The patient was a former NHL hockey player who was in tremendous physical shape and trained vigorously most days.  However he had developed recurring diverticular disease.  Diverticulitis develops from diverticulosis, which involves the formation of pouches (diverticula) on the outside of the colon.  Diverticulitis results if one of these diverticula becomes inflamed.  

The patient had five episodes of Diverticulitis in a three year period, and was experiencing intense pain followed by explosive diarrhea.  Three of the episodes required hospitalization.  After the last period of hospitalization, the patient’s GP indicated that the only way to solve this recurring problem was through surgery.  He referred the patient to a colorectal surgeon who, after several examinations and numerous tests, agreed that a sigmoid colon resection was the only answer.  A friend of his suggested that he contact Paragon about alternative solutions.

Suspected Causes and Interventions: 

The patient interview revealed that in addition to poor dietary habits, he was playing evening hockey, and then having a few beers with team-mates after the game.  

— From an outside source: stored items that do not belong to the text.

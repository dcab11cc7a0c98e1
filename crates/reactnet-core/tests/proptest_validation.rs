//! Property-based tests for grammar validation and unit conversion.
//!
//! Generates random subsets of the state/composition keyword groups and
//! random measures, then checks that cardinality and conversion invariants
//! hold for every input.

use proptest::prelude::*;
use reactnet_core::error::ConfigError;
use reactnet_core::test_utils::*;
use reactnet_core::units::Quantity;
use reactnet_core::validation::{validate, violations};
use reactnet_core::RawDictionary;

// ===========================================================================
// Generators
// ===========================================================================

/// A dictionary with the chosen state keywords and exactly one composition source.
fn state_dictionary(mask: [bool; 3], composition: usize) -> RawDictionary {
    let values = ["300 K", "1 atm", "1.2 kg/m3"];
    let mut dict = RawDictionary::new("feed");
    for ((name, value), present) in STATE_KEYWORDS.iter().zip(values).zip(mask) {
        if present {
            dict = dict.with(name, value);
        }
    }
    dict.with(COMPOSITION_KEYWORDS[composition], "CH4 0.3 O2 0.7")
}

fn arb_quantity() -> impl Strategy<Value = Quantity> {
    prop_oneof![
        Just(Quantity::Temperature),
        Just(Quantity::Pressure),
        Just(Quantity::Density),
        Just(Quantity::Volume),
        Just(Quantity::Length),
        Just(Quantity::Time),
        Just(Quantity::HeatTransferRate),
        Just(Quantity::ExchangeCoefficient),
        Just(Quantity::MassFlowRate),
    ]
}

// ===========================================================================
// Properties
// ===========================================================================

proptest! {
    #![proptest_config(ProptestConfig::with_cases(64))]

    #[test]
    fn state_group_requires_exactly_two(
        mask in proptest::array::uniform3(any::<bool>()),
        composition in 0..4usize,
    ) {
        let grammar = state_grammar();
        let dict = state_dictionary(mask, composition);
        let present = mask.iter().filter(|p| **p).count();
        let result = validate(&dict, &grammar);
        match present {
            2 => prop_assert!(result.is_ok()),
            3 => {
                let is_over = matches!(
                    result,
                    Err(ConfigError::OverSpecified { allowed: 2, found: 3, .. })
                );
                prop_assert!(is_over);
            }
            n => {
                let is_under = matches!(
                    result,
                    Err(ConfigError::UnderSpecified { required: 2, found, .. }) if found == n
                );
                prop_assert!(is_under);
            }
        }
    }

    #[test]
    fn composition_group_requires_exactly_one(mask in proptest::array::uniform4(any::<bool>())) {
        let grammar = state_grammar();
        let mut dict = RawDictionary::new("feed")
            .with("@Temperature", "300 K")
            .with("@Pressure", "1 bar");
        for (name, present) in COMPOSITION_KEYWORDS.iter().zip(mask) {
            if present {
                dict = dict.with(name, "N2 1");
            }
        }
        let present = mask.iter().filter(|p| **p).count();
        let errors = violations(&dict, &grammar);
        prop_assert_eq!(errors.is_empty(), present == 1);
        prop_assert!(errors.len() <= 1);
    }

    #[test]
    fn validation_is_order_independent(mask in proptest::array::uniform3(any::<bool>())) {
        let grammar = state_grammar();
        let forward = state_dictionary(mask, 0);
        let mut reversed = RawDictionary::new("feed");
        let keys: Vec<&str> = forward.keys().collect();
        for key in keys.iter().rev() {
            reversed.insert(key, forward.tokens(key).unwrap().to_vec());
        }
        prop_assert_eq!(violations(&forward, &grammar), violations(&reversed, &grammar));
    }

    #[test]
    fn conversion_is_affine(quantity in arb_quantity(), a in -1.0e6..1.0e6f64, b in -1.0e6..1.0e6f64) {
        for (unit, conversion) in quantity.table() {
            let ca = quantity.to_canonical(a, unit).unwrap();
            let cb = quantity.to_canonical(b, unit).unwrap();
            let expected = (a - b) * conversion.scale;
            prop_assert!(((ca - cb) - expected).abs() <= 1e-9 * expected.abs().max(1.0));
        }
    }

    #[test]
    fn canonical_unit_is_identity(quantity in arb_quantity(), value in -1.0e9..1.0e9f64) {
        let unit = quantity.canonical_unit();
        prop_assert_eq!(quantity.to_canonical(value, unit).unwrap(), value);
    }
}
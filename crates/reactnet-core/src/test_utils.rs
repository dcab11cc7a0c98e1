//! Shared test helpers for integration tests and benchmarks.
//!
//! Gated behind `#[cfg(any(test, feature = "test-utils"))]` so these helpers
//! are available in unit tests, integration tests, and benchmarks (via the
//! `test-utils` feature).

use crate::dictionary::RawDictionary;
use crate::grammar::{Grammar, GrammarBuilder, KeywordGroup, KeywordRule, ValueShape};
use crate::thermo::{Species, SpeciesTable};

pub const STATE_KEYWORDS: [&str; 3] = ["@Temperature", "@Pressure", "@Density"];
pub const COMPOSITION_KEYWORDS: [&str; 4] = ["@MoleFractions", "@MassFractions", "@Moles", "@Masses"];

// ===========================================================================
// Species tables
// ===========================================================================

/// Methane/air species set with elemental compositions.
pub fn methane_air() -> SpeciesTable {
    let mut table = SpeciesTable::new();
    for species in [
        Species::new("CH4", 16.043).atoms(1, 4, 0, 0),
        Species::new("O2", 31.998).atoms(0, 0, 2, 0),
        Species::new("N2", 28.014).atoms(0, 0, 0, 2),
        Species::new("H2", 2.016).atoms(0, 2, 0, 0),
        Species::new("H2O", 18.015).atoms(0, 2, 1, 0),
        Species::new("CO2", 44.009).atoms(1, 0, 2, 0),
    ] {
        table.add(species).expect("distinct species");
    }
    table
}

/// A single pseudo-species with a molecular weight of exactly 29 kg/kmol.
pub fn pseudo_air() -> SpeciesTable {
    let mut table = SpeciesTable::new();
    table.add(Species::new("AIR", 29.0)).expect("valid species");
    table
}

// ===========================================================================
// Grammars
// ===========================================================================

/// A minimal gas-state grammar: exactly 2 of T/P/rho and exactly 1
/// composition source.
pub fn state_grammar() -> Grammar {
    let mut b = GrammarBuilder::new("gas status");
    for name in STATE_KEYWORDS {
        b.define(KeywordRule::new(name, ValueShape::Measure, name))
            .expect("state keyword");
    }
    for name in COMPOSITION_KEYWORDS {
        b.define(KeywordRule::new(name, ValueShape::NamedDoubles, name))
            .expect("composition keyword");
    }
    b.group(KeywordGroup::exactly("state", 2, &STATE_KEYWORDS))
        .expect("state group");
    b.group(KeywordGroup::exactly("composition", 1, &COMPOSITION_KEYWORDS))
        .expect("composition group");
    b.build().expect("state grammar")
}

// ===========================================================================
// Dictionary constructors
// ===========================================================================

/// Build a dictionary from `(keyword, value)` pairs; values split on whitespace.
pub fn dict(name: &str, entries: &[(&str, &str)]) -> RawDictionary {
    entries
        .iter()
        .fold(RawDictionary::new(name), |d, (key, value)| d.with(key, value))
}

/// Relative closeness check for floating-point results.
pub fn approx(a: f64, b: f64, rel: f64) -> bool {
    (a - b).abs() <= rel * b.abs().max(1e-300)
}
//! Cross-crate integration tests for reactnet. See `tests/`.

The poor diet and intense exercise followed by beer was causing several problems: (1) a dehydration from sweating and alcohol, and (2) a depletion of magnesium required for involuntary smooth colonic muscle function that together were causing constipation.  Skeletal muscle required for sport, and the metabolism of refined carbohydrates like beer, both require magnesium.  This was leading to a lack of magnesium required for normal colonic muscle function.   (3) The beer after playing was also feeding intestinal bacteria that were generating a build up of gas that was becoming trapped between the constipated meals / bowel movements within the colon at a given time.  That gas pressure was leading to the formation of diverticula, which were becoming infected with pathogenic bacteria. 

Temporary elimination of problem sugars and alcohol would be needed to reduce the generation of pathogenic bacteria in the gut.  Additional magnesium would be required to reestablish proper colon function.  Balanced  consumption of essential fatty acids, and other beneficial nutrients would be required to heal the colon, and to ensure the formation of normal softer stools.


Upon colorectal examination 5 weeks later there was no sign of any diverticular disease.  The dietary changes prescribed have since become part of the patient’s everyday living.  Twelve years later there have been no issues, and the patient continues to pursue his very active athletic lifestyle with more energy than he had previously.